On October 27, at 15:00 GMT (or your local equivalent), you’ll be able to order yourself a brand new OnePlus One whether you have an invite to buy one or not. For just one hour the phone will go on sale for anybody to buy, but after that hour it’ll be back to the invite only system that the company currently has in place now.
OnePlus is a new startup company that are creating a Cyanogen based phone with very high specs and a very low price tag. It runs Cyanogen 11S on a Snapdragon 801 Quad Core CPU running at 2.5GHz and a whopping 3GB of RAM. A 5.5″ full HD IPS display offering a pixel density of 401PPI, protected by Gorilla Glass 3, as well as a 4K capable 13 Megapixel rear camera, and 5 Megapixel front camera round off the main features. And finally all the usual trimmings of a high end smart phone are also present, such as 4G support, up to 64GB of storage, Bluetooth 4.0, a 3100mAh battery and finally dual bottom facing speakers (Why can’t more manufacturers have front facing speakers?

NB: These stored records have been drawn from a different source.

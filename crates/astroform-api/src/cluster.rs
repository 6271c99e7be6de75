//! Cluster endpoints

use crate::client::{ApiClient, nullable, require_id};
use astroform_cloud::{ErrorContext, Operation, ResourceApi, ResourceKind, Result, StatusReport};
use async_trait::async_trait;
use serde::{Deserialize, Serialize};

pub const CLOUD_PROVIDER_AWS: &str = "AWS";
pub const CLOUD_PROVIDER_AZURE: &str = "AZURE";
pub const CLOUD_PROVIDER_GCP: &str = "GCP";

pub const CLUSTER_TYPE_DEDICATED: &str = "DEDICATED";
pub const CLUSTER_TYPE_HYBRID: &str = "HYBRID";

/// Cluster handle for one organization
#[derive(Debug, Clone)]
pub struct ClusterApi {
    client: ApiClient,
}

impl ClusterApi {
    pub fn new(client: ApiClient) -> Self {
        Self { client }
    }
}

#[async_trait]
impl ResourceApi for ClusterApi {
    type CreateRequest = ClusterCreateRequest;
    type UpdateRequest = ClusterUpdateRequest;
    type Response = ClusterResponse;

    fn kind(&self) -> ResourceKind {
        ResourceKind::Cluster
    }

    fn organization_id(&self) -> &str {
        self.client.organization_id()
    }

    async fn get(&self, id: &str) -> Result<ClusterResponse> {
        self.client.get_resource(ResourceKind::Cluster, id).await
    }

    async fn create(&self, request: &ClusterCreateRequest) -> Result<ClusterResponse> {
        tracing::info!("Creating cluster {} in {}", request.name, request.region);
        let cluster: ClusterResponse = self
            .client
            .create_resource(ResourceKind::Cluster, request)
            .await?;
        require_id(
            &ErrorContext::new(Operation::Create, ResourceKind::Cluster),
            &cluster.id,
        )?;
        Ok(cluster)
    }

    async fn update(&self, id: &str, request: &ClusterUpdateRequest) -> Result<ClusterResponse> {
        tracing::info!("Updating cluster {}", id);
        self.client
            .update_resource(ResourceKind::Cluster, id, request)
            .await
    }

    async fn delete(&self, id: &str) -> Result<()> {
        tracing::info!("Deleting cluster {}", id);
        self.client.delete_resource(ResourceKind::Cluster, id).await
    }
}

// ============ API Types ============

#[derive(Debug, Clone, Default, PartialEq, Serialize, Deserialize)]
#[serde(default, rename_all = "camelCase")]
pub struct ClusterResponse {
    pub cloud_provider: String,
    pub created_at: String,
    pub db_instance_type: Option<String>,
    pub id: String,
    pub is_limited: bool,
    pub metadata: Option<ClusterMetadata>,
    pub name: String,
    #[serde(deserialize_with = "nullable")]
    pub node_pools: Vec<NodePoolResponse>,
    pub organization_id: String,
    pub pod_subnet_range: Option<String>,
    pub provider_account: Option<String>,
    pub region: String,
    pub service_peering_range: Option<String>,
    pub service_subnet_range: Option<String>,
    pub status: String,
    #[serde(deserialize_with = "nullable")]
    pub tags: Vec<ClusterTag>,
    pub tenant_id: Option<String>,
    #[serde(rename = "type")]
    pub cluster_type: String,
    pub updated_at: String,
    pub vpc_subnet_range: String,
    #[serde(deserialize_with = "nullable")]
    pub workspace_ids: Vec<String>,
}

impl StatusReport for ClusterResponse {
    fn id(&self) -> &str {
        &self.id
    }

    fn status(&self) -> Option<&str> {
        Some(&self.status)
    }
}

#[derive(Debug, Clone, Default, PartialEq, Serialize, Deserialize)]
#[serde(default, rename_all = "camelCase")]
pub struct ClusterMetadata {
    #[serde(rename = "externalIPs", deserialize_with = "nullable")]
    pub external_ips: Vec<String>,
    #[serde(deserialize_with = "nullable")]
    pub oidc_issuer_url: Vec<String>,
}

#[derive(Debug, Clone, Default, PartialEq, Eq, Serialize, Deserialize)]
#[serde(default)]
pub struct ClusterTag {
    pub key: String,
    pub value: String,
}

#[derive(Debug, Clone, Default, PartialEq, Serialize, Deserialize)]
#[serde(default, rename_all = "camelCase")]
pub struct NodePoolResponse {
    pub cloud_provider: String,
    pub cluster_id: String,
    pub created_at: String,
    pub id: String,
    pub is_default: bool,
    pub max_node_count: i64,
    pub name: String,
    pub node_instance_type: String,
    #[serde(deserialize_with = "nullable")]
    pub supported_astro_machines: Vec<String>,
    pub updated_at: String,
}

#[derive(Debug, Clone, Default, PartialEq, Serialize, Deserialize)]
#[serde(rename_all = "camelCase")]
pub struct NodePoolRequest {
    pub is_default: bool,
    pub max_node_count: i64,
    pub name: String,
    pub node_instance_type: String,
}

#[derive(Debug, Clone, Default, PartialEq, Serialize, Deserialize)]
#[serde(rename_all = "camelCase")]
pub struct ClusterCreateRequest {
    pub cloud_provider: String,
    #[serde(skip_serializing_if = "Option::is_none")]
    pub db_instance_type: Option<String>,
    pub k8s_tags: Vec<ClusterTag>,
    pub name: String,
    pub node_pools: Vec<NodePoolRequest>,
    #[serde(skip_serializing_if = "Option::is_none")]
    pub provider_account: Option<String>,
    pub region: String,
    #[serde(rename = "type")]
    pub cluster_type: String,
    pub vpc_subnet_range: String,
    pub workspace_ids: Vec<String>,
}

#[derive(Debug, Clone, Default, PartialEq, Serialize, Deserialize)]
#[serde(rename_all = "camelCase")]
pub struct ClusterUpdateRequest {
    #[serde(skip_serializing_if = "Option::is_none")]
    pub db_instance_type: Option<String>,
    pub k8s_tags: Vec<ClusterTag>,
    pub name: String,
    pub node_pools: Vec<NodePoolRequest>,
    pub workspace_ids: Vec<String>,
}
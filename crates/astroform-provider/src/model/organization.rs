use serde::{Deserialize, Serialize};

/// Read-only view of an organization
#[derive(Debug, Clone, Default, PartialEq, Eq, Serialize, Deserialize)]
pub struct OrganizationModel {
    pub id: String,
    pub name: String,
    pub billing_email: String,
    pub status: String,
    pub product: String,
    pub payment_method: String,
    pub support_plan: String,
    pub is_scim_enabled: bool,
    pub trial_expires_at: String,
    pub created_at: String,
    pub updated_at: String,
    pub managed_domains: Vec<ManagedDomainModel>,
}

#[derive(Debug, Clone, Default, PartialEq, Eq, Serialize, Deserialize)]
pub struct ManagedDomainModel {
    pub id: String,
    pub name: String,
    pub status: String,
    pub enforced_logins: Vec<String>,
    pub created_at: String,
    pub updated_at: String,
}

It makes so much more sense in my opinion).
The One weighs in at 162 grams and measures 152.9 x 75.9 x 8.9mm (Height x width x depth) which makes it taller and wider than both the Galaxy S5 and the iPhone 6, and heavier too. “Silk White” and “Stone Black” are the available colours, but the main selling point of the OnePlus One is its price – it’ll cost just $299 for the 16GB model and $349 for the 64GB model.
For me personally the 16GB model would be just fine, and the specs demolish my Galaxy S3 in every way I can think of – better screen, bigger battery, more RAM, faster processor etc. And it costs far less than any competing model with both the GS5 and iPhone 6 currently on the market for over £500 – a huge difference to the price tag of the One. As for this hour of general sale, well they’ve already sold 50,000 via invite, so I can certainly see it selling fast when it goes up on October 27.
So will you be buying the OnePlus One? Or are you happy with your current smartphone? And do you think that the price tag will mean corners have been cut in the quality of the end product? Let us know.